> _Material to process_:

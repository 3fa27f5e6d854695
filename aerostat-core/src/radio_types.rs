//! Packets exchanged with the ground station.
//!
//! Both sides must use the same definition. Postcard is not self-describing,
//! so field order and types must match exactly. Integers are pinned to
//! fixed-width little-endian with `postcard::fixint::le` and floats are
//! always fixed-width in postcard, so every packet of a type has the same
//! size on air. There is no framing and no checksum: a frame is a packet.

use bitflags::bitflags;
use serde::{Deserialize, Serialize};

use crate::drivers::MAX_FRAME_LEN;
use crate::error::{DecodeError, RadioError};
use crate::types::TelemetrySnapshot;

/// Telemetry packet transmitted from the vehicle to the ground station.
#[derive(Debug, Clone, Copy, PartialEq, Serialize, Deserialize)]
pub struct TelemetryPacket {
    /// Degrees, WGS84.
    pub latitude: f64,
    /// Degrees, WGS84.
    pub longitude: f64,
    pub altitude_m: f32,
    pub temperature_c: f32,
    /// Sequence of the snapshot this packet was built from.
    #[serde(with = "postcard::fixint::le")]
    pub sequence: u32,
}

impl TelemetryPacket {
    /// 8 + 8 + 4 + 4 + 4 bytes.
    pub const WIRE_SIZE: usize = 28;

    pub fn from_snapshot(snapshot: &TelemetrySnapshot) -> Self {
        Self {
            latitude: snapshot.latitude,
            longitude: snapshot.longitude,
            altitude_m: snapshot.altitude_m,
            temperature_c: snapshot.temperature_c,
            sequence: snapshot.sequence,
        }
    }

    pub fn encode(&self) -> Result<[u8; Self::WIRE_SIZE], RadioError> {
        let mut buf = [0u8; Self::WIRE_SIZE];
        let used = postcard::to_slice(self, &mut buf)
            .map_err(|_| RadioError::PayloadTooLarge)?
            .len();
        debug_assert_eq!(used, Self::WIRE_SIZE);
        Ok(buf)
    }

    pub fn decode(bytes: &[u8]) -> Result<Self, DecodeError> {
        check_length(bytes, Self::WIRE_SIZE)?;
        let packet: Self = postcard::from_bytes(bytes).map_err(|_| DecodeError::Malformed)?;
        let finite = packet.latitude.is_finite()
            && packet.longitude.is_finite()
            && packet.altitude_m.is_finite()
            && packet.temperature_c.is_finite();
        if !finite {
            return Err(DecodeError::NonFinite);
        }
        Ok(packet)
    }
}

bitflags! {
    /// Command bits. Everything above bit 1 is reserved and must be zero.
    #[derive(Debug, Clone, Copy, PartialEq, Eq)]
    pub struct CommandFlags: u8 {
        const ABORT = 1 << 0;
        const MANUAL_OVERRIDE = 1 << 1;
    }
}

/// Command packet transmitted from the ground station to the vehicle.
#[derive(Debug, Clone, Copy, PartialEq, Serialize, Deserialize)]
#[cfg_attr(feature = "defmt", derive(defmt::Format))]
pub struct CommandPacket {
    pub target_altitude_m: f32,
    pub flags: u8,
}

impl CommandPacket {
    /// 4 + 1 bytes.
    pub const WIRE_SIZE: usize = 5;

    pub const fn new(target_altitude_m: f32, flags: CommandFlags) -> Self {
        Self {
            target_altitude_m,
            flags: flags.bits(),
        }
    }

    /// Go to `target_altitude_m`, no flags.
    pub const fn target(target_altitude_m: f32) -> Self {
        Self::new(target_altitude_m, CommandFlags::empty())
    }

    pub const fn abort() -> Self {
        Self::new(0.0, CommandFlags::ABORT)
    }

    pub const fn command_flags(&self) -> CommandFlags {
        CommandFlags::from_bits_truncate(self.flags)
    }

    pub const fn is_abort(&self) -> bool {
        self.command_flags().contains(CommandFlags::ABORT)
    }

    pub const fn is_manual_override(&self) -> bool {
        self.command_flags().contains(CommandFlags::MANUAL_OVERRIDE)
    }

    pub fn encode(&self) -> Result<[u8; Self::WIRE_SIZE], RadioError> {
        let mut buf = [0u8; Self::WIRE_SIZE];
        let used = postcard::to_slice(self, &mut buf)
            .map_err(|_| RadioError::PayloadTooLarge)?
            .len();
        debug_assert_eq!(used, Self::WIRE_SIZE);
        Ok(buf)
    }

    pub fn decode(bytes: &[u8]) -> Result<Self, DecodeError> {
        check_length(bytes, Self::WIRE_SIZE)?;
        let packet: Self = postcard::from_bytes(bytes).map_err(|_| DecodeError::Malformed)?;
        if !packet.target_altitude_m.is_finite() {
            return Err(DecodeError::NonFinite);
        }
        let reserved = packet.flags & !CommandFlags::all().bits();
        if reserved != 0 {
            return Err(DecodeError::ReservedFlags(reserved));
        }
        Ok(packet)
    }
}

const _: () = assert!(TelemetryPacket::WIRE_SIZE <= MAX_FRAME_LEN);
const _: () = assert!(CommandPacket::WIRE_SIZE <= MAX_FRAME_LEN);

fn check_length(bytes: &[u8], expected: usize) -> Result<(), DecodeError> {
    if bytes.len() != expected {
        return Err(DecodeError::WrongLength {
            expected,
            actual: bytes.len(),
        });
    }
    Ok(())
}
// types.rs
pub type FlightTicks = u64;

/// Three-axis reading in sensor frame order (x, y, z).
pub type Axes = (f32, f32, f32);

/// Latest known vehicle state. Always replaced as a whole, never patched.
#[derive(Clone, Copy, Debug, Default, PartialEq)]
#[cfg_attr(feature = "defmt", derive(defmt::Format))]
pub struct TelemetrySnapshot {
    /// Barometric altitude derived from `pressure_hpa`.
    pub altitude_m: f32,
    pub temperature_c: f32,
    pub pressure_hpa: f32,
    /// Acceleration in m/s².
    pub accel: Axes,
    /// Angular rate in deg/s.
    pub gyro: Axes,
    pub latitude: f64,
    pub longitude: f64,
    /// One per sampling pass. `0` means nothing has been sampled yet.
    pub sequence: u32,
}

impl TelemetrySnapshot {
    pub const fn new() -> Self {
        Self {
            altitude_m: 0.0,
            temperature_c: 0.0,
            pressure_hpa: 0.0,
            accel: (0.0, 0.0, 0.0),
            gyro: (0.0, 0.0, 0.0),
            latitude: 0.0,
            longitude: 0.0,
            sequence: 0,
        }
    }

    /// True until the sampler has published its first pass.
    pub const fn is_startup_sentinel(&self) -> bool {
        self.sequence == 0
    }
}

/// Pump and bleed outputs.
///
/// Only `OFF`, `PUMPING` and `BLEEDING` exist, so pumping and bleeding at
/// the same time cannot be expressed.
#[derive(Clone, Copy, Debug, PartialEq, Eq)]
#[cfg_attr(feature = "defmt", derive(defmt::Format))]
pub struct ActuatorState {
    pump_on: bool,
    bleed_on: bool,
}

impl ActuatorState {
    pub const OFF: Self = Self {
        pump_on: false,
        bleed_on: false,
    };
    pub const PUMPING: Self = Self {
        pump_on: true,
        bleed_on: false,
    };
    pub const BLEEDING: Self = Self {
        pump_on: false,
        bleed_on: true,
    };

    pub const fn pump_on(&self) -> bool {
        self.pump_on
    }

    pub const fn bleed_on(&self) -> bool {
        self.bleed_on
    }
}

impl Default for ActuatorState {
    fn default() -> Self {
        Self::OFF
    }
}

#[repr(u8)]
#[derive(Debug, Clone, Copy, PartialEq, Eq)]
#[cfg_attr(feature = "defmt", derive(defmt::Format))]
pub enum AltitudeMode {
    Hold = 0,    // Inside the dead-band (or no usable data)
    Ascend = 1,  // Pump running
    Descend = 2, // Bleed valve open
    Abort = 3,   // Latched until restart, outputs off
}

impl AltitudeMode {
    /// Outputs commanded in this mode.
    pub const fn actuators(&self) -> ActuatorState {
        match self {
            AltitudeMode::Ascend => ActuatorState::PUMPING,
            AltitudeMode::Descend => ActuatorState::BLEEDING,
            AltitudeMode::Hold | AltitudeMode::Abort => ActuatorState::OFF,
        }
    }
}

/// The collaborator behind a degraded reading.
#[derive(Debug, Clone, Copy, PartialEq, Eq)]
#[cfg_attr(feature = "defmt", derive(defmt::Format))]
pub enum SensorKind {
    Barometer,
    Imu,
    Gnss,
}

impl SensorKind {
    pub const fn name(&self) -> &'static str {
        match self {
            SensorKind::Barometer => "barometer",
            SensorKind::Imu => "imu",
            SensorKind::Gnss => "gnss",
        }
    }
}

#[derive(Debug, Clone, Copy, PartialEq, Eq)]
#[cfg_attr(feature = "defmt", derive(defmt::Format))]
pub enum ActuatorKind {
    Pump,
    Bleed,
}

...

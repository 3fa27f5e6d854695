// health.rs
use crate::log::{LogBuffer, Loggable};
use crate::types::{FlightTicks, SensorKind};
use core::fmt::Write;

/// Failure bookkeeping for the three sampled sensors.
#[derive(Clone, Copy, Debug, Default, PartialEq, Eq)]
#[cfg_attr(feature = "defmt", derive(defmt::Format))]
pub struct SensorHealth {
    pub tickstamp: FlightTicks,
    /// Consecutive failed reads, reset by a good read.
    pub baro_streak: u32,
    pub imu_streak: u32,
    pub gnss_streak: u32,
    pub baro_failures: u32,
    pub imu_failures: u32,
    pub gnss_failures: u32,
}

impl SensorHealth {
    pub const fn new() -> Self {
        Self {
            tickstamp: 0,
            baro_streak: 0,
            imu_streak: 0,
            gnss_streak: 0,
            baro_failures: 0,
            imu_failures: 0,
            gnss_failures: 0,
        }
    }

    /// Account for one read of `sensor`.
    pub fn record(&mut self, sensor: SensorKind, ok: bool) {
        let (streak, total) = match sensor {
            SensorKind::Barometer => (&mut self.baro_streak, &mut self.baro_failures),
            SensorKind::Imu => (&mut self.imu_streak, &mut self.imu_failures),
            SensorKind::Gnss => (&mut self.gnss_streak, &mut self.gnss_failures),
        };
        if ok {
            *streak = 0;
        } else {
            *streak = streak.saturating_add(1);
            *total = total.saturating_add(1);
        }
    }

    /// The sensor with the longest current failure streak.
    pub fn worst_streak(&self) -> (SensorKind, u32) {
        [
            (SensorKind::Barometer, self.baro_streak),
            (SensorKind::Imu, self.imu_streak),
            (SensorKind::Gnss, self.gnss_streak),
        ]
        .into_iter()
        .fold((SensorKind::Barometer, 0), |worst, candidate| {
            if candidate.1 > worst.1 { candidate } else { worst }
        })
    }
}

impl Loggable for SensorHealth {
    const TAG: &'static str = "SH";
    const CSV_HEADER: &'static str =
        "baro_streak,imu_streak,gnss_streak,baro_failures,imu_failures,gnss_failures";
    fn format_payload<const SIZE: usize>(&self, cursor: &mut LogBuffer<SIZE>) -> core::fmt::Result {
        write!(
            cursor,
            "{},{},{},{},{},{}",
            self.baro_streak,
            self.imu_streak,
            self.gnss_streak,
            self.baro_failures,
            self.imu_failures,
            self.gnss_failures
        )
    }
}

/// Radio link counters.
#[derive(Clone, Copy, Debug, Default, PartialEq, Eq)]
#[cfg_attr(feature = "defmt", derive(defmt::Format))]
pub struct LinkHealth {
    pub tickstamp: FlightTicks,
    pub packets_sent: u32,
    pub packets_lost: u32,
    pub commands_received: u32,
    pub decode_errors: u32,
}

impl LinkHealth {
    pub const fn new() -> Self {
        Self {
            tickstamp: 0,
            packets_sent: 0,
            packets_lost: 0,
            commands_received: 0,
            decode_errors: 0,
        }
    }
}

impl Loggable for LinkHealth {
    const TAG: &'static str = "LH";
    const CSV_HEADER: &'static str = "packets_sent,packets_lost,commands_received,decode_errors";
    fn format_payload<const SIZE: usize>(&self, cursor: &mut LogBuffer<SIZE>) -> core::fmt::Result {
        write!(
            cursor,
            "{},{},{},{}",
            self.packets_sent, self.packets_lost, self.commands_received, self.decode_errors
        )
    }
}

> _Task prompt_:
Could you copy each line of the material that holds "FlightTicks"?

> _Reply_:
pub type FlightTicks = u64;
use crate::types::{FlightTicks, SensorKind};
    pub tickstamp: FlightTicks,
    pub tickstamp: FlightTicks,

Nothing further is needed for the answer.